Anyhow, Pip shows up and finds the spinster prancing around in a wedding dress and prattling on to a  smoking hot piece of ye olde ass known as Estella (miss Havisham’s adopted daughter). Pip is immediately smitten but Estella is, for lack of a better term (and in my own humble opinion), an unrepentant bitch. She’s aloof and downright mean, being openly hostile towards Pip until she sees him throw hands with another boy whereupon she “rewards” him to plant a single kiss on her cheek.

Sounds like a real winner, right? I dunno, maybe this was the Victorian England version of second base and I’m the problem but feel like she could have said thank you or something.

So Pip continues to fall deeper into the Victorian thirst trap, continuing his visits to Estella and Miss Havisham for years on end until he grows old enough to learn a trade (which, surprise surprise given his brother-in-law is a blacksmith: is blacksmithing).

Fast forward yet a few more years and Pip is plucky blacksmith’s apprentice and is informed an anonymous patron (who Pip assumes is Miss Havisham) has provided him with enough funds to become *gasp* a gentleman!

So Pip goes to London and demonstrates remarkable foresight by immediately seeing it for the shithole it is yet continues to visit Estella while somehow failing to see her for the shithole she’s growing into, just in time to see her skip over him in favor of brutish thug she thinks has better financial prospects.

Now I ain’t saying she’s a gold digger…but she certainly is a slut.

I digress.

Completing the emotional roundhouse kick to the nuts Pip then discovers that his benefactor is not, in fact, Miss Havisham but Dun DunDUUUUUUNNNN the convict he helped escape all those years ago!

Now here’s the thing, dear reader: even though I love this story I’ve always considered the third act to be a massive clusterfuck of revelation and unintentional hilarity. Case and point…*ahem* Estella marries the thug, Miss Havisham’s dress catches fire and she burns to death, Estella is revealed to be the Convict’s daughter, Pip avoids being murdered only to get the convict arrested again, Pip gets royally fucked over and has to escape the country to work in Egypt for a few years only to then return to England and find Estella widowed after having endured an abusive marriage.

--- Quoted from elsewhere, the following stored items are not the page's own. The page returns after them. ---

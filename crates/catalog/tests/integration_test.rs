// Copyright (c) 2025 woxQAQ
//
// Licensed under the MIT License or Apache License 2.0
// See LICENSE files for details

//! Integration tests for the catalog crate
//!
//! Every test runs the metadata layer against an in-memory catalog and checks
//! both the resolved metadata and the queries it took to get there.

use std::sync::Arc;

use dbfixture_catalog::{
    CatalogError, ColumnFilter, DataType, DatabaseConfig, DatabaseConnection,
    DatabaseTableMetadata, MySqlDataTypeFactory, MySqlMetadataHandler, PatternColumnFilter,
    PrimaryKeyRow, ResolutionState,
};
use dbfixture_test_utils::{
    CatalogFixtures, MockFailure, MockMetadataSource, MockQuery, MockTable, init_test_logging,
};

fn shop() -> Arc<MockMetadataSource> {
    init_test_logging();
    Arc::new(
        MockMetadataSource::from_yaml(CatalogFixtures::shop_schema())
            .expect("Failed to load shop schema"),
    )
}

fn connect(source: &Arc<MockMetadataSource>, schema: Option<&str>) -> Arc<DatabaseConnection> {
    Arc::new(DatabaseConnection::new(source.clone(), schema))
}

fn names(columns: &[dbfixture_catalog::Column]) -> Vec<&str> {
    columns.iter().map(|c| c.name.as_str()).collect()
}

#[test]
fn test_columns_are_resolved_once() {
    let source = shop();
    let mut users = DatabaseTableMetadata::new("USERS", connect(&source, Some("APP"))).unwrap();
    assert_eq!(users.resolution_state(), ResolutionState::Uninitialized);

    let first = users.columns().unwrap();
    let second = users.columns().unwrap();

    assert_eq!(names(&first), vec!["ID", "NAME", "EMAIL"]);
    assert!(Arc::ptr_eq(&first, &second));
    assert_eq!(source.column_queries(), 1);
    assert_eq!(users.resolution_state(), ResolutionState::ColumnsResolved);

    let id = &first[0];
    assert_eq!(id.data_type, DataType::BigInt);
    assert_eq!(id.auto_increment, Some(true));
    assert_eq!(first[2].data_type, DataType::Varchar(Some(255)));
}

#[test]
fn test_pattern_matches_from_other_tables_are_skipped() {
    let source = shop();
    let mut user_role =
        DatabaseTableMetadata::new("USER_ROLE", connect(&source, Some("APP"))).unwrap();

    // `_` matches any character, so USERXROLE comes back from the catalog too
    let columns = user_role.columns().unwrap();
    assert_eq!(names(&columns), vec!["USER_ID", "ROLE"]);
}

#[test]
fn test_qualified_table_name_overrides_connection_schema() {
    let source = shop();
    let mut orders = DatabaseTableMetadata::new("APP.ORDERS", connect(&source, None)).unwrap();

    assert_eq!(orders.qualified_table_name().schema(), Some("APP"));
    assert_eq!(orders.columns().unwrap().len(), 4);
    assert_eq!(names(&orders.primary_keys().unwrap()), vec!["ID"]);
}

#[test]
fn test_primary_keys_follow_key_sequence() {
    let source = Arc::new(
        MockMetadataSource::new()
            .with_table(
                MockTable::new(Some("APP"), "PAIRS")
                    .column("A", "INTEGER")
                    .column("B", "INTEGER")
                    .column("C", "INTEGER"),
            )
            .with_primary_key_row(PrimaryKeyRow {
                table_schem: Some("APP".to_string()),
                table_name: "PAIRS".to_string(),
                column_name: "B".to_string(),
                key_seq: 2,
                ..PrimaryKeyRow::default()
            })
            .with_primary_key_row(PrimaryKeyRow {
                table_schem: Some("APP".to_string()),
                table_name: "PAIRS".to_string(),
                column_name: "a".to_string(),
                key_seq: 1,
                ..PrimaryKeyRow::default()
            })
            .with_primary_key_row(PrimaryKeyRow {
                table_schem: Some("APP".to_string()),
                table_name: "PAIRS".to_string(),
                column_name: "GHOST".to_string(),
                key_seq: 3,
                ..PrimaryKeyRow::default()
            }),
    );
    let mut pairs = DatabaseTableMetadata::new("PAIRS", connect(&source, Some("APP"))).unwrap();

    let keys = pairs.primary_keys().unwrap();
    assert_eq!(names(&keys), vec!["A", "B"]);
    assert_eq!(pairs.resolution_state(), ResolutionState::PrimaryKeysResolved);

    let again = pairs.primary_keys().unwrap();
    assert!(Arc::ptr_eq(&keys, &again));
    assert_eq!(source.primary_key_queries(), 1);
}

#[test]
fn test_primary_key_ties_keep_catalog_order() {
    let key = |column: &str, key_seq: i32| PrimaryKeyRow {
        table_schem: Some("APP".to_string()),
        table_name: "PAIRS".to_string(),
        column_name: column.to_string(),
        key_seq,
        ..PrimaryKeyRow::default()
    };
    let source = Arc::new(
        MockMetadataSource::new()
            .with_table(
                MockTable::new(Some("APP"), "PAIRS")
                    .column("A", "INTEGER")
                    .column("B", "INTEGER")
                    .column("C", "INTEGER"),
            )
            .with_primary_key_row(key("C", 1))
            .with_primary_key_row(key("A", 1))
            .with_primary_key_row(key("B", 0)),
    );
    let mut pairs = DatabaseTableMetadata::new("PAIRS", connect(&source, Some("APP"))).unwrap();

    assert_eq!(names(&pairs.primary_keys().unwrap()), vec!["B", "C", "A"]);
}

#[test]
fn test_composite_primary_key() {
    let source = shop();
    let mut items =
        DatabaseTableMetadata::new("ORDER_ITEMS", connect(&source, Some("APP"))).unwrap();

    assert_eq!(
        names(&items.primary_keys().unwrap()),
        vec!["ORDER_ID", "LINE_NO"]
    );
}

#[test]
fn test_primary_key_filter_overrides_catalog() {
    let source = shop();
    let connection = connect(&source, Some("APP"));
    let mut users = DatabaseTableMetadata::new("USERS", connection.clone()).unwrap();

    assert_eq!(names(&users.primary_keys().unwrap()), vec!["ID"]);
    assert_eq!(source.primary_key_queries(), 1);

    let email: Arc<dyn ColumnFilter> = Arc::new(PatternColumnFilter::columns(["EMAIL"]));
    connection.update_config(|config| config.primary_key_filter = Some(email.clone()));
    let by_filter = users.primary_keys().unwrap();
    assert_eq!(names(&by_filter), vec!["EMAIL"]);

    // same filter instance, cached keys
    connection.update_config(|config| config.primary_key_filter = Some(email.clone()));
    assert!(Arc::ptr_eq(&by_filter, &users.primary_keys().unwrap()));

    // equal but distinct instance, re-derived
    connection.update_config(|config| {
        config.primary_key_filter = Some(Arc::new(PatternColumnFilter::columns(["NAME"])))
    });
    assert_eq!(names(&users.primary_keys().unwrap()), vec!["NAME"]);

    connection.update_config(|config| config.primary_key_filter = None);
    assert_eq!(names(&users.primary_keys().unwrap()), vec!["ID"]);

    assert_eq!(source.primary_key_queries(), 2);
    assert_eq!(source.column_queries(), 1);
}

#[test]
fn test_column_index() {
    let source = shop();
    let mut users = DatabaseTableMetadata::new("USERS", connect(&source, Some("APP"))).unwrap();

    assert_eq!(users.column_index("ID").unwrap(), 0);
    assert_eq!(users.column_index("NAME").unwrap(), 1);
    assert_eq!(users.column_index("EMAIL").unwrap(), 2);
    assert_eq!(source.column_queries(), 1);

    match users.column_index("UNKNOWN") {
        Err(CatalogError::NoSuchColumn {
            table,
            column,
            available,
        }) => {
            assert_eq!(table, "USERS");
            assert_eq!(column, "UNKNOWN");
            assert_eq!(available, vec!["ID", "NAME", "EMAIL"]);
        }
        other => panic!("Expected NoSuchColumn, got {:?}", other),
    }

    assert!(matches!(
        users.column_index("name"),
        Err(CatalogError::NoSuchColumn { .. })
    ));
}

#[test]
fn test_column_index_without_columns() {
    let source = Arc::new(MockMetadataSource::new().with_table(MockTable::new(Some("APP"), "EMPTY")));
    let mut empty = DatabaseTableMetadata::new("EMPTY", connect(&source, Some("APP"))).unwrap();

    assert!(empty.columns().unwrap().is_empty());
    assert!(matches!(
        empty.column_index("ID"),
        Err(CatalogError::IllegalState(_))
    ));
}

#[test]
fn test_query_failure_is_wrapped() {
    let source = Arc::new(
        MockMetadataSource::from_yaml(CatalogFixtures::shop_schema())
            .unwrap()
            .with_failure(MockQuery::Columns, MockFailure::Query),
    );
    let mut users = DatabaseTableMetadata::new("USERS", connect(&source, Some("APP"))).unwrap();

    match users.columns() {
        Err(CatalogError::MetadataQueryFailure {
            schema,
            table,
            source: cause,
        }) => {
            assert_eq!(schema.as_deref(), Some("APP"));
            assert_eq!(table, "USERS");
            assert!(matches!(*cause, CatalogError::QueryFailed(_)));
        }
        other => panic!("Expected MetadataQueryFailure, got {:?}", other),
    }
    assert_eq!(users.resolution_state(), ResolutionState::Uninitialized);

    source.clear_failures();
    assert_eq!(users.columns().unwrap().len(), 3);
}

#[test]
fn test_streams_are_released() {
    let source = shop();
    let mut users = DatabaseTableMetadata::new("USERS", connect(&source, Some("APP"))).unwrap();
    users.primary_keys().unwrap();
    assert_eq!(source.streams_opened(), 2);
    assert_eq!(source.open_streams(), 0);

    source.fail(MockQuery::PrimaryKeys, MockFailure::Row);
    let mut orders = DatabaseTableMetadata::new("ORDERS", connect(&source, Some("APP"))).unwrap();
    assert!(matches!(
        orders.primary_keys(),
        Err(CatalogError::MetadataQueryFailure { .. })
    ));
    assert_eq!(source.streams_opened(), 4);
    assert_eq!(source.open_streams(), 0);

    // columns were resolved before the key query failed
    assert_eq!(orders.resolution_state(), ResolutionState::ColumnsResolved);

    source.clear_failures();
    source.fail(MockQuery::Columns, MockFailure::Row);
    let mut fresh = DatabaseTableMetadata::new("USERS", connect(&source, Some("APP"))).unwrap();
    assert!(matches!(
        fresh.columns(),
        Err(CatalogError::MetadataQueryFailure { .. })
    ));
    assert_eq!(source.streams_opened(), 5);
    assert_eq!(source.open_streams(), 0);
    assert_eq!(fresh.resolution_state(), ResolutionState::Uninitialized);

    source.clear_failures();
    assert_eq!(fresh.columns().unwrap().len(), 3);
    assert_eq!(source.streams_opened(), 6);
    assert_eq!(source.open_streams(), 0);
}

#[test]
fn test_mysql_handler_uses_catalog_position() {
    init_test_logging();
    let source = Arc::new(MockMetadataSource::from_yaml(CatalogFixtures::mysql_shop()).unwrap());
    let config = DatabaseConfig::default()
        .with_metadata_handler(Arc::new(MySqlMetadataHandler))
        .with_datatype_factory(Arc::new(MySqlDataTypeFactory));
    let connection = Arc::new(DatabaseConnection::with_config(
        source.clone(),
        Some("shop"),
        config,
    ));

    let mut customers = DatabaseTableMetadata::new("customers", connection.clone()).unwrap();
    let columns = customers.columns().unwrap();
    assert_eq!(names(&columns), vec!["id", "active", "email"]);
    assert_eq!(columns[1].data_type, DataType::Boolean);
    assert_eq!(names(&customers.primary_keys().unwrap()), vec!["id"]);

    let mut invoices = DatabaseTableMetadata::new("invoices", connection).unwrap();
    let columns = invoices.columns().unwrap();
    assert!(matches!(columns[2].data_type, DataType::Other(_)));

    assert_eq!(source.query_count(MockQuery::ProductName), 2);
}

#[test]
fn test_default_handler_misses_catalog_positioned_tables() {
    let source = Arc::new(MockMetadataSource::from_yaml(CatalogFixtures::mysql_shop()).unwrap());
    let mut customers =
        DatabaseTableMetadata::new("customers", connect(&source, Some("shop"))).unwrap();

    assert!(customers.columns().unwrap().is_empty());
}

#[test]
fn test_mismatched_factory_still_resolves() {
    let source = shop();
    let connection = connect(&source, Some("APP"));
    connection.update_config(|config| config.datatype_factory = Arc::new(MySqlDataTypeFactory));

    let mut users = DatabaseTableMetadata::new("USERS", connection).unwrap();
    assert_eq!(users.columns().unwrap().len(), 3);
    assert_eq!(source.query_count(MockQuery::ProductName), 1);
}

#[test]
fn test_unknown_types_are_skipped() {
    let source = Arc::new(MockMetadataSource::from_yaml(CatalogFixtures::unknown_types()).unwrap());
    let connection = connect(&source, Some("APP"));

    let mut shapes = DatabaseTableMetadata::new("SHAPES", connection.clone()).unwrap();
    assert_eq!(names(&shapes.columns().unwrap()), vec!["ID", "LABEL"]);
    assert_eq!(shapes.column_index("LABEL").unwrap(), 1);

    connection.update_config(|config| config.datatype_warning = false);
    shapes.invalidate();
    assert_eq!(names(&shapes.columns().unwrap()), vec!["ID", "LABEL"]);
}

#[test]
fn test_escaped_table_name() {
    let source = shop();
    let connection = connect(&source, Some("APP"));
    let users = DatabaseTableMetadata::new("USERS", connection.clone()).unwrap();

    assert_eq!(users.escaped_table_name(), "USERS");

    connection.update_config(|config| config.escape_pattern = Some("[?]".to_string()));
    assert_eq!(users.escaped_table_name(), "[USERS]");

    connection.update_config(|config| config.qualified_table_names = true);
    assert_eq!(users.escaped_table_name(), "[APP].[USERS]");

    connection.update_config(|config| config.escape_pattern = None);
    assert_eq!(users.escaped_table_name(), "APP.USERS");
}

#[test]
fn test_invalidate_forces_new_query() {
    let source = shop();
    let mut users = DatabaseTableMetadata::new("USERS", connect(&source, Some("APP"))).unwrap();

    users.primary_keys().unwrap();
    users.invalidate();
    assert_eq!(users.resolution_state(), ResolutionState::Uninitialized);

    users.columns().unwrap();
    assert_eq!(source.column_queries(), 2);
}

#[test]
fn test_config_from_json() {
    let source = Arc::new(MockMetadataSource::from_yaml(CatalogFixtures::mysql_shop()).unwrap());
    let settings = serde_json::json!({
        "dbfixture": {
            "metadataHandler": "mysql",
            "datatypeFactory": "mysql",
            "qualifiedTableNames": true,
            "escapePattern": "`"
        }
    });
    let config = DatabaseConfig::from_json(&settings).unwrap();
    let connection = Arc::new(DatabaseConnection::with_config(
        source.clone(),
        Some("shop"),
        config,
    ));

    let mut customers = DatabaseTableMetadata::new("customers", connection).unwrap();
    assert_eq!(customers.columns().unwrap().len(), 3);
    assert_eq!(customers.escaped_table_name(), "`shop`.`customers`");
}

Having come to terms with her tomfuckery she has now shed her outer bitchy shell and can properly express emotion, including remorse. She takes Pip’s hand and they….live happily ever after?

I dunno to be honest I’ve always found Estella puzzling. And maybe thats the point.  

Regardless, while the story as a whole is (in my personal opinion) an unrepentant clusterfuck, watching Pip grow out of ignorant boyhood into a young adult before become a world weary yet somehow still upbeat and hopeful adult while beating the shit out of some folks, aiding convicts, sneaking hooch to the boys and staring in dumbfounded awe as Miss Havishim immolates in her boudouir… well, it’s certainly not dull!